Several different edible berries are proven to be good for your health. Elderberries (Sambucus nigra) grow wild all over the UK. Herbalists have long known and used the healing benefits of its berries and flowers.

Scientific researchers have now discovered that elderberry extract is antiviral. It can cut short a bout of the flu. And even helps against HIV! It could prove just as effective against bird flu.

In one case, a woman, taking no HIV drugs, used an elderberry extract, called Sambucol, with olive leaf extract - another antiviral - and experienced a viral load drop from 17,000 to 4,000.

A theory is that elderberry disables viruses by staining and coating them.

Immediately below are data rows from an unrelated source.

//! Sort specifications for report tables

use serde::{Deserialize, Serialize};
#[cfg(feature = "ts-gen")]
use ts_rs::TS;

use crate::impl_domain_label_conversions;

/// Keys whose natural order is alphabetical; every other key defaults to
/// descending (biggest numbers first).
const ASCENDING_BY_DEFAULT: [&str; 2] = ["name", "employee"];

#[derive(Debug, Clone, Copy, PartialEq, Eq, Hash, Default, Serialize, Deserialize)]
#[cfg_attr(feature = "ts-gen", derive(TS))]
#[cfg_attr(feature = "ts-gen", ts(export))]
#[serde(rename_all = "lowercase")]
pub enum SortDirection {
    #[default]
    Asc,
    Desc,
}

impl_domain_label_conversions!(SortDirection {
    Asc => "asc" | "ascending",
    Desc => "desc" | "descending",
});

impl SortDirection {
    /// Direction a column gets the first time it is selected
    pub fn default_for(key: &str) -> Self {
        if ASCENDING_BY_DEFAULT.contains(&key) {
            Self::Asc
        } else {
            Self::Desc
        }
    }

    pub fn reversed(self) -> Self {
        match self {
            Self::Asc => Self::Desc,
            Self::Desc => Self::Asc,
        }
    }
}

/// Sort key plus direction
#[derive(Debug, Clone, PartialEq, Eq, Serialize, Deserialize)]
#[cfg_attr(feature = "ts-gen", derive(TS))]
#[cfg_attr(feature = "ts-gen", ts(export))]
pub struct SortSpec {
    pub key: String,
    pub direction: SortDirection,
}

impl SortSpec {
    pub fn new(key: impl Into<String>, direction: SortDirection) -> Self {
        Self { key: key.into(), direction }
    }

    pub fn asc(key: impl Into<String>) -> Self {
        Self::new(key, SortDirection::Asc)
    }

    pub fn desc(key: impl Into<String>) -> Self {
        Self::new(key, SortDirection::Desc)
    }

    /// Key with its default direction
    pub fn natural(key: impl Into<String>) -> Self {
        let key = key.into();
        let direction = SortDirection::default_for(&key);
        Self { key, direction }
    }

    /// Column-header click: same key flips direction, a new key starts at
    /// its default.
    pub fn toggled(&self, key: &str) -> Self {
        if self.key == key {
            Self::new(key, self.direction.reversed())
        } else {
            Self::natural(key)
        }
    }
}

/// Orderings offered by the leave table
#[derive(Debug, Clone, Copy, PartialEq, Eq, Default, Serialize, Deserialize)]
#[cfg_attr(feature = "ts-gen", derive(TS))]
#[cfg_attr(feature = "ts-gen", ts(export))]
#[serde(rename_all = "camelCase")]
pub enum LeaveSortMode {
    #[default]
    TotalDesc,
    TotalAsc,
    NameAsc,
    NameDesc,
}

impl_domain_label_conversions!(LeaveSortMode {
    TotalDesc => "totalDesc",
    TotalAsc => "totalAsc",
    NameAsc => "nameAsc",
    NameDesc => "nameDesc",
});
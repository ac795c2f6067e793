//! Minute buckets for call durations
//!
//! A valid call lands in the bucket of its whole minutes, with anything
//! under two minutes in bucket 1: `0:01..1:59` is `m1`, `2:00..2:59` is `m2`,
//! and so on up to `m10`. Longer calls go to `gt10`.

use opsboard_domain::constants::MAX_MINUTE_BUCKET;

#[derive(Debug, Clone, Copy, PartialEq, Eq, Hash)]
pub enum MinuteBucket {
    /// 1-based whole-minute bucket, `1..=10`
    Minute(usize),
    OverTen,
}

impl MinuteBucket {
    /// Coarse group of a bucket: 1-3, 4-6 or 7-10 minutes
    pub fn group(self) -> BucketGroup {
        match self {
            Self::Minute(1..=3) => BucketGroup::OneToThree,
            Self::Minute(4..=6) => BucketGroup::FourToSix,
            Self::Minute(_) => BucketGroup::SevenToTen,
            Self::OverTen => BucketGroup::OverTen,
        }
    }
}

#[derive(Debug, Clone, Copy, PartialEq, Eq, Hash)]
pub enum BucketGroup {
    OneToThree,
    FourToSix,
    SevenToTen,
    OverTen,
}

/// Bucket of a call, `None` unless the duration is positive
pub fn minute_bucket(duration_minutes: f64) -> Option<MinuteBucket> {
    if duration_minutes.is_nan() || duration_minutes <= 0.0 {
        return None;
    }
    // Saturating float-to-int cast; anything huge is simply OverTen
    let whole = (duration_minutes.floor() as usize).max(1);
    if whole > MAX_MINUTE_BUCKET {
        Some(MinuteBucket::OverTen)
    } else {
        Some(MinuteBucket::Minute(whole))
    }
}
//! Per-employee call statistics

use opsboard_domain::constants::MAX_MINUTE_BUCKET;
use opsboard_domain::{CallAggregate, CallRecord};

use super::grouping::{Accumulator, OrderedGroups};
use crate::calls::{minute_bucket, BucketGroup, MinuteBucket};
use crate::normalize::scalars::{minutes_to_hours, round_to};

/// Raw counters for one monitoring employee
#[derive(Debug, Clone, Copy, PartialEq, Default)]
pub struct CallTotals {
    pub total_calls: u32,
    pub valid_calls: u32,
    pub total_duration_minutes: f64,
    pub short_calls: u32,
    pub minute_buckets: [u32; MAX_MINUTE_BUCKET],
    pub gt10: u32,
}

impl CallTotals {
    /// Counters for a single call
    pub fn from_record(record: &CallRecord, short_call_threshold: f64) -> Self {
        let mut totals = Self { total_calls: 1, ..Self::default() };
        let duration = record.duration_minutes;
        let Some(bucket) = minute_bucket(duration) else {
            return totals;
        };

        totals.valid_calls = 1;
        totals.total_duration_minutes = duration;
        if duration <= short_call_threshold {
            totals.short_calls = 1;
        }
        match bucket {
            MinuteBucket::Minute(minute) => totals.minute_buckets[minute - 1] = 1,
            MinuteBucket::OverTen => totals.gt10 = 1,
        }
        totals
    }

    fn group_total(&self, group: BucketGroup) -> u32 {
        let buckets = (1..=MAX_MINUTE_BUCKET)
            .filter(|&minute| MinuteBucket::Minute(minute).group() == group)
            .map(|minute| self.minute_buckets[minute - 1])
            .sum::<u32>();
        if group == BucketGroup::OverTen {
            buckets + self.gt10
        } else {
            buckets
        }
    }

    /// Final aggregate with display rounding applied
    pub fn finish(&self, name: String) -> CallAggregate {
        let (avg, short_pct) = if self.valid_calls == 0 {
            (0.0, 0.0)
        } else {
            let valid = f64::from(self.valid_calls);
            (self.total_duration_minutes / valid, f64::from(self.short_calls) / valid * 100.0)
        };

        CallAggregate {
            name,
            total_calls: self.total_calls,
            valid_calls: self.valid_calls,
            avg_duration_min: round_to(avg, 2),
            total_duration_minutes: round_to(self.total_duration_minutes, 2),
            total_duration_hours: round_to(
                round_to(minutes_to_hours(self.total_duration_minutes), 2),
                2,
            ),
            short_calls: self.short_calls,
            short_pct: round_to(short_pct, 2),
            minute_buckets: self.minute_buckets,
            gt10: self.gt10,
            g1to3: self.group_total(BucketGroup::OneToThree),
            g4to6: self.group_total(BucketGroup::FourToSix),
            g7to10: self.group_total(BucketGroup::SevenToTen),
        }
    }
}

impl Accumulator for CallTotals {
    fn merge(&mut self, other: Self) {
        self.total_calls += other.total_calls;
        self.valid_calls += other.valid_calls;
        self.total_duration_minutes += other.total_duration_minutes;
        self.short_calls += other.short_calls;
        for (mine, theirs) in self.minute_buckets.iter_mut().zip(other.minute_buckets) {
            *mine += theirs;
        }
        self.gt10 += other.gt10;
    }
}

/// Call totals keyed by trimmed monitor name, skipping unnamed calls
pub fn call_totals(
    records: &[CallRecord],
    short_call_threshold: f64,
) -> OrderedGroups<CallTotals> {
    records
        .iter()
        .filter_map(|r| {
            let name = r.monitored_by.trim();
            (!name.is_empty()).then(|| (name, CallTotals::from_record(r, short_call_threshold)))
        })
        .collect()
}

/// One aggregate per monitoring employee, in first-seen order
pub fn aggregate_calls(records: &[CallRecord], short_call_threshold: f64) -> Vec<CallAggregate> {
    call_totals(records, short_call_threshold)
        .into_entries()
        .into_iter()
        .map(|(name, totals)| totals.finish(name))
        .collect()
}
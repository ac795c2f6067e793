//! Port interfaces for the filter engine

use chrono::NaiveDate;

/// Source of "today" for relative date presets
pub trait Clock: Send + Sync {
    /// Current calendar date in the reporting time zone
    fn today(&self) -> NaiveDate;
}

/// Clock pinned to one date, for tests and reproducible reports
#[derive(Debug, Clone, Copy, PartialEq, Eq)]
pub struct FixedClock(pub NaiveDate);

impl Clock for FixedClock {
    fn today(&self) -> NaiveDate {
        self.0
    }
}
//! Configuration loading and management
//!
//! This module provides utilities for loading the engine configuration
//! from files and environment variables.

pub mod loader;

// Re-export commonly used items
pub use loader::{apply_env_overrides, load, load_from_file, probe_config_paths};
//! Call-monitoring records

pub mod buckets;
pub mod builder;

pub use buckets::{minute_bucket, BucketGroup, MinuteBucket};
pub use builder::CallRecordBuilder;
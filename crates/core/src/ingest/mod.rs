//! Workbook ingestion
//!
//! Gates sheets, bounds the rows read from each one and turns what is left
//! into typed records. This is the only stage of the pipeline that can
//! fail.

pub mod gate;
pub mod ports;
pub mod service;

pub use gate::is_utilization_sheet;
pub use ports::{SheetSource, StaticSheetSource};
pub use service::IngestionService;
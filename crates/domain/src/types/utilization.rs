//! Daily utilization records
//!
//! One [`UtilizationRecord`] per employee-day, derived from a utilization
//! sheet row. Records are built once by the core record builder and never
//! mutated afterwards; recomputation means rebuilding from the raw row.

use serde::{Deserialize, Serialize};
#[cfg(feature = "ts-gen")]
use ts_rs::TS;

use crate::fields::utilization as f;
use crate::impl_domain_label_conversions;

/* -------------------------------------------------------------------------- */
/* Task kinds */
/* -------------------------------------------------------------------------- */

/// The eight weighted task categories of a utilization sheet
#[derive(Debug, Clone, Copy, PartialEq, Eq, Hash, Serialize, Deserialize)]
#[cfg_attr(feature = "ts-gen", derive(TS))]
#[cfg_attr(feature = "ts-gen", ts(export))]
#[serde(rename_all = "snake_case")]
pub enum TaskKind {
    VoiceWhatsapp,
    AdbRetentionOmu,
    Vip,
    Complaint,
    Application,
    MysteryCalls,
    AdbTransaction,
    Coaching,
}

impl TaskKind {
    /// All kinds, in report order
    pub const ALL: [Self; 8] = [
        Self::VoiceWhatsapp,
        Self::AdbRetentionOmu,
        Self::Vip,
        Self::Complaint,
        Self::Application,
        Self::MysteryCalls,
        Self::AdbTransaction,
        Self::Coaching,
    ];

    /// Canonical field holding the count for this kind
    pub fn field(self) -> &'static str {
        match self {
            Self::VoiceWhatsapp => f::VOICE_WHATSAPP,
            Self::AdbRetentionOmu => f::ADB_RETENTION_OMU,
            Self::Vip => f::VIP,
            Self::Complaint => f::COMPLAINT,
            Self::Application => f::APPLICATION,
            Self::MysteryCalls => f::MYSTERY_CALLS,
            Self::AdbTransaction => f::ADB_TRANSACTION,
            Self::Coaching => f::COACHING,
        }
    }

    /// Column heading used in the task-hours report
    pub fn label(self) -> &'static str {
        match self {
            Self::VoiceWhatsapp => "Voice - What's App",
            Self::AdbRetentionOmu => "ADB , Retention , OMU and Social Media",
            Self::Vip => "VIP",
            Self::Complaint => "Complaint",
            Self::Application => "Application",
            Self::MysteryCalls => "Mysetry Calls",
            Self::AdbTransaction => "ADB Transcation",
            Self::Coaching => "Coaching",
        }
    }

    /// Reverse of [`TaskKind::field`]
    pub fn from_field(field: &str) -> Option<Self> {
        Self::ALL.into_iter().find(|kind| kind.field() == field)
    }
}

/// Count and weighted minutes of one task kind on one day
#[derive(Debug, Clone, Copy, PartialEq, Serialize, Deserialize)]
#[cfg_attr(feature = "ts-gen", derive(TS))]
#[cfg_attr(feature = "ts-gen", ts(export))]
#[serde(rename_all = "camelCase")]
pub struct TaskDetail {
    pub kind: TaskKind,
    pub count: f64,
    pub minutes: f64,
}

/* -------------------------------------------------------------------------- */
/* Status bands */
/* -------------------------------------------------------------------------- */

/// Performance band derived from public utilization
#[derive(Debug, Clone, Copy, PartialEq, Eq, Hash, Serialize, Deserialize)]
#[cfg_attr(feature = "ts-gen", derive(TS))]
#[cfg_attr(feature = "ts-gen", ts(export))]
#[serde(rename_all = "lowercase")]
pub enum UtilizationStatus {
    Low,
    Normal,
    Good,
    Excellent,
}

impl_domain_label_conversions!(UtilizationStatus {
    Low => "low",
    Normal => "normal",
    Good => "good",
    Excellent => "excellent",
});

/// One row of the status table: values above `floor` (or equal to it when
/// `inclusive`) get `status`.
#[derive(Debug, Clone, Copy, PartialEq)]
pub struct StatusBand {
    pub floor: f64,
    pub inclusive: bool,
    pub status: UtilizationStatus,
}

/// Status bands, highest first. Anything below the last floor is `Low`.
///
/// `[85, 90)` normal, `[90, 95]` good, `> 95` excellent.
pub const STATUS_BANDS: [StatusBand; 3] = [
    StatusBand { floor: 95.0, inclusive: false, status: UtilizationStatus::Excellent },
    StatusBand { floor: 90.0, inclusive: true, status: UtilizationStatus::Good },
    StatusBand { floor: 85.0, inclusive: true, status: UtilizationStatus::Normal },
];

impl UtilizationStatus {
    /// Band for a public utilization percentage
    pub fn from_public_pct(public_pct: f64) -> Self {
        STATUS_BANDS
            .iter()
            .find(|band| {
                if band.inclusive {
                    public_pct >= band.floor
                } else {
                    public_pct > band.floor
                }
            })
            .map_or(Self::Low, |band| band.status)
    }
}

/* -------------------------------------------------------------------------- */
/* Utilization record */
/* -------------------------------------------------------------------------- */

/// Derived metrics for one employee-day
///
/// # Field Invariants
/// - `is_leave` implies all three `actual_*_minutes` fields are 0
/// - percentages are rounded to one decimal place, minutes are not rounded
#[derive(Debug, Clone, PartialEq, Serialize, Deserialize)]
#[cfg_attr(feature = "ts-gen", derive(TS))]
#[cfg_attr(feature = "ts-gen", ts(export))]
#[serde(rename_all = "camelCase")]
pub struct UtilizationRecord {
    // Identity
    pub employee: String,
    /// ISO `YYYY-MM-DD` when the source date was recognizable
    pub date: String,
    pub shift: String,
    pub sheet_name: String,

    // Raw task inputs
    pub task_details: Vec<TaskDetail>,
    pub other_tasks_minutes: f64,
    pub other_tasks_comment: String,
    pub full_day_training: bool,

    // Capacity
    pub paid_day_minutes: f64,
    pub business_day_minutes: f64,
    pub adhoc_minutes: f64,

    // Derived time
    pub actual_monitoring_minutes: f64,
    pub actual_tasks_minutes: f64,
    pub overall_actual_minutes: f64,

    // Derived ratios
    pub accuracy_pct: f64,
    pub internal_utilization_pct: f64,
    pub public_utilization_pct: f64,
    pub monitoring_share_pct: f64,
    pub tasks_share_pct: f64,

    pub is_leave: bool,
    pub status: UtilizationStatus,
}

impl UtilizationRecord {
    /// Count reported for a task kind (0 when absent)
    pub fn task_count(&self, kind: TaskKind) -> f64 {
        self.task_details.iter().find(|d| d.kind == kind).map_or(0.0, |d| d.count)
    }

    /// Weighted minutes for a task kind (0 when absent)
    pub fn task_minutes(&self, kind: TaskKind) -> f64 {
        self.task_details.iter().find(|d| d.kind == kind).map_or(0.0, |d| d.minutes)
    }

    /// Sum of weighted minutes over all task kinds
    pub fn weighted_task_minutes(&self) -> f64 {
        self.task_details.iter().map(|d| d.minutes).sum()
    }
}
//! Report service - filtered records in, report tables out
//!
//! Ties the filter engine, the aggregators and the sorter together. All of
//! it is pure: the same records and request always give the same report.

use std::collections::BTreeSet;
use std::sync::Arc;

use opsboard_domain::{
    CallRecord, CallReport, CallReportRequest, EngineConfig, SortSpec, UtilizationRecord,
    UtilizationReport, UtilizationReportRequest,
};
use tracing::debug;

use crate::aggregate::{
    aggregate_calls, employee_averages, kpi_summary, leave_counts, task_category_hours,
};
use crate::filter::{Clock, FilterEngine};
use crate::sort::{sort_by_spec, sort_leave_counts};

/// Report service
pub struct ReportService {
    config: Arc<EngineConfig>,
    filter: FilterEngine,
}

impl ReportService {
    /// Create a new report service
    pub fn new(config: Arc<EngineConfig>, clock: Arc<dyn Clock>) -> Self {
        Self { config, filter: FilterEngine::new(clock) }
    }

    pub fn filter_engine(&self) -> &FilterEngine {
        &self.filter
    }

    /// Utilization report over `records` narrowed by `request.filter`
    pub fn utilization_report(
        &self,
        records: &[UtilizationRecord],
        request: &UtilizationReportRequest,
    ) -> UtilizationReport {
        let employees = distinct_names(records.iter().map(|r| r.employee.as_str()));
        let mut filtered = self.filter.apply(records, &request.filter);

        let kpis = kpi_summary(&filtered);

        let mut averages = employee_averages(&filtered);
        sort_by_spec(&mut averages, &SortSpec::new("avgPublicPct", request.averages_direction));

        let mut task_hours = task_category_hours(&filtered);
        sort_by_spec(&mut task_hours, &SortSpec::new("hours", request.task_hours_direction));

        let mut leave = leave_counts(&filtered);
        sort_leave_counts(&mut leave, request.leave_sort);

        if let Some(spec) = &request.record_sort {
            sort_by_spec(&mut filtered, spec);
        }

        debug!(
            input = records.len(),
            filtered = filtered.len(),
            employees = averages.len(),
            "Built utilization report"
        );

        UtilizationReport {
            records: filtered,
            employees,
            kpis,
            employee_averages: averages,
            task_hours,
            leave_counts: leave,
        }
    }

    /// Call report over `records` narrowed by `request.filter`
    pub fn call_report(&self, records: &[CallRecord], request: &CallReportRequest) -> CallReport {
        let employees = distinct_names(records.iter().map(|r| r.monitored_by.trim()));
        let filtered = self.filter.apply(records, &request.filter);

        let mut aggregates = aggregate_calls(&filtered, self.config.short_call_threshold_minutes);
        if let Some(spec) = &request.sort {
            sort_by_spec(&mut aggregates, spec);
        }

        debug!(
            input = records.len(),
            filtered = filtered.len(),
            monitors = aggregates.len(),
            "Built call report"
        );

        CallReport { records: filtered, employees, aggregates }
    }
}

/// Sorted distinct non-empty names, for employee pickers
fn distinct_names<'a>(names: impl Iterator<Item = &'a str>) -> Vec<String> {
    names
        .filter(|name| !name.is_empty())
        .collect::<BTreeSet<_>>()
        .into_iter()
        .map(ToString::to_string)
        .collect()
}

#[cfg(test)]
mod tests {
    use chrono::NaiveDate;
    use opsboard_domain::{DatePreset, FilterCriteria, RawRow, SortDirection};

    use super::*;
    use crate::calls::CallRecordBuilder;
    use crate::filter::FixedClock;
    use crate::utilization::UtilizationRecordBuilder;

    fn service() -> ReportService {
        let today = NaiveDate::from_ymd_opt(2024, 3, 15).unwrap();
        ReportService::new(Arc::new(EngineConfig::default()), Arc::new(FixedClock(today)))
    }

    fn utilization(rows: &[RawRow]) -> Vec<UtilizationRecord> {
        let config = EngineConfig::default();
        let builder = UtilizationRecordBuilder::new(&config);
        rows.iter().filter_map(|row| builder.build(row, "Daily")).collect()
    }

    fn day(name: &str, date: &str, overall: i32) -> RawRow {
        RawRow::new()
            .with("Name", name)
            .with("Date", date)
            .with("Shift", "Morning")
            .with("Overall Actual time", overall)
    }

    #[test]
    fn test_utilization_report_tables() {
        let records = utilization(&[
            day("Mona", "2024-03-14", 384),
            day("Ali", "2024-03-14", 456),
            day("Ali", "2024-02-01", 480),
            RawRow::new().with("Name", "Sara").with("Date", "2024-03-13").with("Shift", "sick"),
        ]);

        let request = UtilizationReportRequest {
            filter: FilterCriteria::default().with_preset(DatePreset::ThisMonth),
            ..UtilizationReportRequest::default()
        };
        let report = service().utilization_report(&records, &request);

        assert_eq!(report.employees, ["Ali", "Mona", "Sara"]);
        assert_eq!(report.records.len(), 3);
        assert_eq!(report.kpis.total_employees, 3);
        assert_eq!(report.kpis.top_performer.name, "Ali");
        // Averages come biggest first
        assert_eq!(report.employee_averages[0].name, "Ali");
        assert_eq!(report.employee_averages[0].avg_public_pct, 95.0);
        assert_eq!(report.employee_averages[1].avg_public_pct, 80.0);
        assert_eq!(report.leave_counts.len(), 1);
        assert_eq!(report.leave_counts[0].sick, 1);
        assert_eq!(report.task_hours.len(), 9);
    }

    #[test]
    fn test_record_sort_and_chart_direction() {
        let records = utilization(&[
            day("Mona", "2024-03-14", 384),
            day("Ali", "2024-03-12", 456),
            day("Omar", "2024-03-13", 420),
        ]);
        let request = UtilizationReportRequest {
            record_sort: Some(SortSpec::asc("date")),
            averages_direction: SortDirection::Asc,
            ..UtilizationReportRequest::default()
        };
        let report = service().utilization_report(&records, &request);

        let order: Vec<&str> = report.records.iter().map(|r| r.employee.as_str()).collect();
        assert_eq!(order, ["Ali", "Omar", "Mona"]);
        assert_eq!(report.employee_averages[0].name, "Mona");
    }

    #[test]
    fn test_call_report() {
        let config = EngineConfig::default();
        let builder = CallRecordBuilder::new(&config);
        let rows = [
            RawRow::new().with("Monitored By", "Mona").with("Duration", "1:30"),
            RawRow::new().with("Monitored By", "Ali").with("Duration", "12:00"),
            RawRow::new().with("Monitored By", "Mona").with("Duration", "5:00"),
            RawRow::new().with("Monitored By", "").with("Duration", "3:00"),
        ];
        let records: Vec<CallRecord> =
            rows.iter().filter_map(|row| builder.build(row, "Calls")).collect();

        let request =
            CallReportRequest { sort: Some(SortSpec::desc("totalCalls")), ..Default::default() };
        let report = service().call_report(&records, &request);

        assert_eq!(report.employees, ["Ali", "Mona"]);
        assert_eq!(report.records.len(), 4);
        assert_eq!(report.aggregates.len(), 2);
        assert_eq!(report.aggregates[0].name, "Mona");
        assert_eq!(report.aggregates[1].gt10, 1);

        let only_ali = CallReportRequest {
            filter: FilterCriteria::default().for_employee("Ali"),
            ..Default::default()
        };
        let report = service().call_report(&records, &only_ali);
        assert_eq!(report.records.len(), 1);
        assert_eq!(report.aggregates[0].name, "Ali");
    }
}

Old Tawny Port For Rheumatics
Around a century ago an American sailor told a Czech doctor that he drank Old Tawny Port to relieve his rheumatics. He claimed it was the finest treatment you could get. The doctor researched this claim. He found that Port did nothing for rheumatics. But he learned that some Port winemakers added elderberry juice to young Port to give it the colour of Old Tawny Port, which sold for more. It was the elderberry juice that eased the sailor's aches and pains.

You can pick elderflowers in June. Use them to make a tea or wine. Pick elderberries in the early autumn. For advice on using them visit your local home winemaking shop. Or search the Internet for elderbery wine recipes. If you don't want to pick your own berries you can buy dried ones at home winemaking suppliers, both on and offline. Or get an elderberry extract.

Just as you get the flavonoid resveratrol in red grape wine, that helps Mediterrnean peoples live longer, you get similar flavonoids in elderberry wine. When you make it from a recipe you need to let it mature for a long time because elderberries are high in tannin. Tannin in wine reduces with maturing.

Many low price red winemaking kits contain elderberry juice instead of grape juice. Just read the labels. Kit wines are easier to make and drink young, than when you make them from the fresh ingredients. Whichever - it's all good healthy stuff - in moderation.

Elderberry Gin, Rum Vodka Or Brandy
An easier way to get an alcohol extract of elderberries is to adapt the old Sloe Gin liqueur recipe. Steep 1/2 lb elderberries in 1 pint gin, white rum, vodka or brandy, with 4 oz sugar for 3 months - in a jar that you can cover tightly. In that time the elderberries' properties will have been absorbed into the alcohol. Then strain the berries out of the liqueur. If you want to make larger quantities just multiply it up.

A herbal tincture is made by steeping herbs in alcohol. The properties of the herbs pass into the alcohol. Then a few drops of the tincture in a drink of water or beverage provides a simple way of using the herb. It's also more easily absorbed by your body as a liquid than in tablet form. So the Sloe Gin adaptation will give you an 'elderberry tincture' as well as a very palatable liqueur.

It's up to you whether or not you eat the berries when you strain them out. They slip down very easily with cream or ice cream. A daily dose of the resulting elderberry gin, rum, voda or brandy liqueur, or elderberry wine, could see you sailing through the flu season without so much as a sniffle.

It could equally boost your defences against the anticipated Bird Flu pandemic, when and if it strikes. So it's worth your while making enough to keep some in stock for such a possibility.